Une demi-heure se passa. L’enfant criait. Akoulina se leva et lui donna le sein. Elle ne pleurait déjà plus, mais, de la main soutenant son visage maigre et encore joli, elle regardait fixement la chandelle qui touchait à sa fin. Elle pensait : « pourquoi me suis-je mariée ; pourquoi faut-il tant de soldats ? et comment puis-je me venger de la femme du menuisier ? »

Elle entendit les pas de son mari. Elle essuya ses larmes et se leva pour le laisser passer. Polikeï entra bravement. Il jeta son bonnet sur son lit, respira, et se mit à enlever sa ceinture.

— Eh bien quoi ? Pourquoi t’a-t-elle fait appeler ?

— Hum ! C’est connu ! Polikouchka c’est le dernier des hommes, et quand il y a quelque affaire c’est lui qu’on appelle ! C’est Polikouchka.

— Quelle affaire ?

Polikouchka ne se hâtait pas de répondre. Il alluma sa pipe et cracha.

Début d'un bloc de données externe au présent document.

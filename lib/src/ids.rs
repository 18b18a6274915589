/******************************************************************************
 * Copyright ContinuousC. Licensed under the "Elastic License 2.0".           *
 ******************************************************************************/

use std::{fmt::Display, str::FromStr};

use serde::{Deserialize, Serialize};
use serde_with::{DeserializeFromStr, SerializeDisplay};
use uuid::Uuid;

use crate::error::{Error, Result};

/// Identity of a Grafana-managed rule. Unique within a rule group;
/// data-source-managed rules carry no uid.
#[derive(
    SerializeDisplay, DeserializeFromStr, PartialEq, Eq, PartialOrd, Ord, Hash, Clone, Debug,
)]
#[cfg_attr(feature = "schemars", derive(schemars::JsonSchema))]
pub struct RuleUid(String);

#[derive(Serialize, Deserialize, PartialEq, Eq, PartialOrd, Ord, Hash, Clone, Debug)]
#[cfg_attr(feature = "schemars", derive(schemars::JsonSchema))]
pub struct AlertName(String);

#[derive(
    SerializeDisplay, DeserializeFromStr, PartialEq, Eq, PartialOrd, Ord, Hash, Clone, Debug,
)]
#[cfg_attr(feature = "schemars", derive(schemars::JsonSchema))]
pub struct MetricName(String);

#[derive(
    SerializeDisplay, DeserializeFromStr, PartialEq, Eq, PartialOrd, Ord, Hash, Clone, Debug,
)]
#[cfg_attr(feature = "schemars", derive(schemars::JsonSchema))]
pub struct LabelName(String);

impl RuleUid {
    /// Mint a fresh uid for a newly created rule.
    pub fn new() -> Self {
        Self(Uuid::new_v4().to_string())
    }

    pub fn as_str(&self) -> &str {
        &self.0
    }
}

impl Display for RuleUid {
    fn fmt(&self, f: &mut std::fmt::Formatter<'_>) -> std::fmt::Result {
        write!(f, "{}", self.0)
    }
}

impl FromStr for RuleUid {
    type Err = Error;
    fn from_str(s: &str) -> Result<Self> {
        (!s.is_empty()
            && s.len() <= 40
            && s.chars()
                .all(|c| c.is_ascii_alphanumeric() || c == '-' || c == '_'))
        .then(|| Self(s.to_string()))
        .ok_or_else(|| Error::InvalidRuleUid(s.to_string()))
    }
}

impl AlertName {
    pub fn as_str(&self) -> &str {
        &self.0
    }
}

impl Display for AlertName {
    fn fmt(&self, f: &mut std::fmt::Formatter<'_>) -> std::fmt::Result {
        write!(f, "{}", self.0)
    }
}

impl From<String> for AlertName {
    fn from(s: String) -> Self {
        Self(s)
    }
}

impl MetricName {
    pub fn as_str(&self) -> &str {
        &self.0
    }
}

impl Display for MetricName {
    fn fmt(&self, f: &mut std::fmt::Formatter<'_>) -> std::fmt::Result {
        write!(f, "{}", self.0)
    }
}

impl FromStr for MetricName {
    type Err = Error;
    fn from_str(s: &str) -> Result<Self> {
        let mut chars = s.chars();
        (chars
            .next()
            .is_some_and(|c| c.is_ascii_alphabetic() || c == '_' || c == ':')
            && chars.all(|c| c.is_ascii_alphanumeric() || c == '_' || c == ':'))
        .then(|| Self(s.to_string()))
        .ok_or_else(|| Error::InvalidMetricName(s.to_string()))
    }
}

impl LabelName {
    pub fn as_str(&self) -> &str {
        &self.0
    }
}

impl Display for LabelName {
    fn fmt(&self, f: &mut std::fmt::Formatter<'_>) -> std::fmt::Result {
        write!(f, "{}", self.0)
    }
}

impl FromStr for LabelName {
    type Err = Error;
    fn from_str(s: &str) -> Result<Self> {
        let mut chars = s.chars();
        (chars
            .next()
            .is_some_and(|c| c.is_ascii_alphabetic() || c == '_')
            && chars.all(|c| c.is_ascii_alphanumeric() || c == '_'))
        .then(|| Self(s.to_string()))
        .ok_or_else(|| Error::InvalidLabelName(s.to_string()))
    }
}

— Elle m’a ordonné d’aller chez un marchand pour toucher de l’argent.

— Apporter de l’argent ? demanda Akoulina.

Polikouchka sourit et hocha la tête.

— Ah ! comme elle parle bien ! Toi, dit-elle, tu étais noté comme un homme peu sûr, seulement j’ai plus confiance en toi qu’en aucun autre. (Polikeï parlait haut pour être entendu des voisins). Tu m’as promis de te corriger, alors, voici la première des épreuves nécessaires pour que je te croie. Va chez le marchand, — dit-elle, — prends l’argent, et rapporte-le moi.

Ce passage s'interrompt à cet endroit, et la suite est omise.